During the March through August time frame, twenty-four titles are scheduled for release. Seventeen titles will be reprinted in paperback format.
Some of the highlights of the University Press of Florida early 2024 releases include the following.
New Releases for 2024
Sunshine State Mafia written by Doug Kelly. ISBN 978-0813080482, $28.
A vivid, wild ride through a century of Mafia lore, this book tells stories of organized crime rings that have settled in Florida and made the state their base of operations for bootlegging, gambling, extortion, money laundering, and drug running. Sunshine State Mafia divulges the hidden history of the mob from the Keys to Pensacola and Jacksonville.

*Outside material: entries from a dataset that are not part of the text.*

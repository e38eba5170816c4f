//! Identifier types for CrewDesk.
//!
//! Identifiers are opaque strings on the wire. The backing store hands
//! out UUIDs, but the access rules only ever compare identifiers for
//! equality, so any non-empty string is accepted.

use serde::{Deserialize, Serialize};
use uuid::Uuid;

macro_rules! string_id {
    ($(#[$meta:meta])* $name:ident, $prefix:literal) => {
        $(#[$meta])*
        #[derive(Debug, Clone, PartialEq, Eq, Hash, PartialOrd, Ord, Serialize, Deserialize)]
        #[serde(transparent)]
        pub struct $name(String);

        impl $name {
            /// Wraps an existing identifier.
            #[must_use]
            pub fn new(id: impl Into<String>) -> Self {
                Self(id.into())
            }

            /// Creates a fresh identifier backed by a random UUID v4.
            #[must_use]
            pub fn generate() -> Self {
                Self(Uuid::new_v4().to_string())
            }

            /// Returns the raw identifier.
            #[must_use]
            pub fn as_str(&self) -> &str {
                &self.0
            }
        }

        impl std::fmt::Display for $name {
            fn fmt(&self, f: &mut std::fmt::Formatter<'_>) -> std::fmt::Result {
                write!(f, concat!($prefix, ":{}"), self.0)
            }
        }

        impl From<&str> for $name {
            fn from(id: &str) -> Self {
                Self::new(id)
            }
        }

        impl From<String> for $name {
            fn from(id: String) -> Self {
                Self(id)
            }
        }
    };
}

string_id!(
    /// Identifier of a [`User`](crate::User).
    ///
    /// # Example
    ///
    /// ```
    /// use crewdesk_types::UserId;
    ///
    /// let id = UserId::new("u1");
    /// assert_eq!(id.as_str(), "u1");
    /// assert_eq!(id.to_string(), "user:u1");
    /// ```
    UserId,
    "user"
);

string_id!(
    /// Identifier of a tenant company.
    ///
    /// A user's `company_id` and a record's `company_id` are compared with
    /// this type to decide "same company" rules.
    CompanyId,
    "company"
);

string_id!(
    /// Identifier of a help [`Ticket`](crate::Ticket).
    TicketId,
    "ticket"
);

string_id!(
    /// Identifier of a [`Schedule`](crate::Schedule) entry.
    ScheduleId,
    "schedule"
);

string_id!(
    /// Identifier of a [`TicketResponse`](crate::TicketResponse).
    ResponseId,
    "response"
);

Selling Vero Beach: Settler Myth in the Land of the Ais and Seminoles written by Kristalyn Marie Shefveland. ISBN 978-0813080536. $29.95
In this book, Kristalyn Shefveland describes how in the Gilded Age, Indian River Farms Company and other boosters painted the region as a wild frontier, conveniently accessible by train via Henry Flagler’s East Coast Railway. Shefveland provides an overview of local Aís and Seminole histories. These were rewritten by salespeople, and illustrate how agricultural companies used Native peoples as motifs on their fruit products. The book includes never-before-published letters between Vero Beach entrepreneur Waldo Sexton and writer Zora Neale Hurston. These letters highlight Sexton’s interest in story-spinning and sales.
James Hudson: Forgotten Forerunner in the Crusade for Civil Rights written by Larry Omar Rivers. ISBN hardcover 978-0813079103, ISBN paperback 978-0813080642. $90 in hardcover, $35 in paperback
Drawing on little-used primary source documents and original interviews with people who knew Hudson well, Rivers examines how Hudson’s training at Morehouse College, Colgate-Rochester Divinity School, and Boston University shaped his scholar-activism, including his decision to become a Personalist philosopher. As Rivers shows, Hudson crafted an influential philosophy of life—a blend of Socratic inquiry, moral imagination, African American spirituality, and Gandhian nonviolence—that became an essential foundation for the rise of King, another Personalist philosopher. The book also sheds new light on the connections between the 1955 Montgomery Bus Boycott and the lesser-known 1956 Tallahassee Bus Boycott, which together helped spark the formation of the Southern Christian Leadership Conference.
The Archaeology of Contemporary America written by William R. Caraher. ISBN 978-0813069968. $85.
Opening with a case study of the excavation of Atari games from a municipal landfill in Alamogordo, New Mexico, Caraher invites readers into discussions of the archaeology of garbage, consumer objects, and digital music and video devices. He then synthesizes research on migrant camps, homelessness, military bases, residential school campuses, and urbanism, and offers a second case study: an examination of temporary workforce housing in North Dakota’s Bakken oil boom.
Now available in paperback
Florida’s Peace River Frontier written by Canter Brown, Jr. ISBN 978-0813080604. $29.95.
For most of the nineteenth century, southwest Florida and the Peace River Valley remained a frontier as unknown to outsiders as the frontiers of the American West. In this book, Canter Brown, Jr. records the area’s economic, social, political, and racial history in an account of violence, passion, struggle, sacrifice, and determination.
Using such primary materials as government records, manuscript collections, and newspapers published throughout the country, Brown documents the presence of Native Americans and African Americans in the area in the aftermath of the First Seminole War. He examines the Civil War and Reconstruction periods, paying particular attention to the Union/Confederate, Republican/Democratic split among the area’s residents. In the final sections of the book he describes the arrival of the railroad and the growth of towns. The phosphate boom, and consequences of the Great Freeze of 1895 are also discussed.
Show Thyself a Man: Georgia State Troops, Colored, 1865-1905 written by Gregory Mixon. ISBN 978-0813080628. $31.95.
In Show Thyself a Man, Gregory Mixon explores the ways in which African Americans in postbellum Georgia used militia service after the Civil War to define freedom and citizenship. Independent militias empowered them to get involved in politics, secure their own financial independence, and mobilize for self-defense.